Aim of the exercise: Pick out each line in these entries that contains the string "crate".

---------------

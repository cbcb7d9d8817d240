use tokio::sync::mpsc;
use uuid::Uuid;

use crate::server::core::Subscriptions;

pub(crate) fn add_subscription(
    subscriptions: &mut Subscriptions,
    group_key: String,
    connection_id: Uuid,
    sender: mpsc::Sender<String>,
) {
    subscriptions
        .entry(group_key)
        .or_default()
        .insert(connection_id, sender);
}

pub(crate) fn remove_subscription(
    subscriptions: &mut Subscriptions,
    group_key: &str,
    connection_id: Uuid,
) {
    if let Some(group) = subscriptions.get_mut(group_key) {
        group.remove(&connection_id);
        if group.is_empty() {
            subscriptions.remove(group_key);
        }
    }
}

/// Drops a connection from every group it appears in. Empty groups are
/// pruned so the index never accumulates dead keys.
pub(crate) fn remove_connection(subscriptions: &mut Subscriptions, connection_id: Uuid) {
    for group in subscriptions.values_mut() {
        group.remove(&connection_id);
    }
    subscriptions.retain(|_, group| !group.is_empty());
}
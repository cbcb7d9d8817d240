#![forbid(unsafe_code)]

mod server;

pub use server::{build_router, init_tracing, AppConfig, ACCESS_TOKEN_TTL_SECS};
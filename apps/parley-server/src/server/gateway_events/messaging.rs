use parley_core::MessageKind;
use parley_protocol::server_events;
use serde::Serialize;

use super::{envelope::build_event, GatewayEvent};
use crate::server::core::MessageRecord;

#[derive(Serialize)]
struct ReceiveMessagePayload<'a> {
    conversation_id: &'a str,
    message_id: &'a str,
    sender_id: String,
    kind: MessageKind,
    content: &'a str,
    #[serde(skip_serializing_if = "Option::is_none")]
    reply_to_message_id: Option<&'a str>,
    created_at_unix: i64,
}

#[derive(Serialize)]
struct MessageReadPayload<'a> {
    conversation_id: &'a str,
    message_id: &'a str,
    reader_id: String,
    read_at_unix: i64,
}

pub(crate) fn receive_message(conversation_id: &str, message: &MessageRecord) -> GatewayEvent {
    build_event(
        server_events::RECEIVE_MESSAGE,
        ReceiveMessagePayload {
            conversation_id,
            message_id: &message.id,
            sender_id: message.sender_id.to_string(),
            kind: message.kind,
            content: &message.content,
            reply_to_message_id: message.reply_to_message_id.as_deref(),
            created_at_unix: message.created_at_unix,
        },
    )
}

/// Addressed to the sender's connections only; the reader already knows.
pub(crate) fn message_read(
    conversation_id: &str,
    message_id: &str,
    reader_id: parley_core::UserId,
    read_at_unix: i64,
) -> GatewayEvent {
    build_event(
        server_events::MESSAGE_READ,
        MessageReadPayload {
            conversation_id,
            message_id,
            reader_id: reader_id.to_string(),
            read_at_unix,
        },
    )
}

---------------

Task answer:
use crate::server::core::Subscriptions;
pub(crate) fn add_subscription(
pub(crate) fn remove_subscription(
pub(crate) fn remove_connection(subscriptions: &mut Subscriptions, connection_id: Uuid) {
use crate::server::core::MessageRecord;
pub(crate) fn receive_message(conversation_id: &str, message: &MessageRecord) -> GatewayEvent {
pub(crate) fn message_read(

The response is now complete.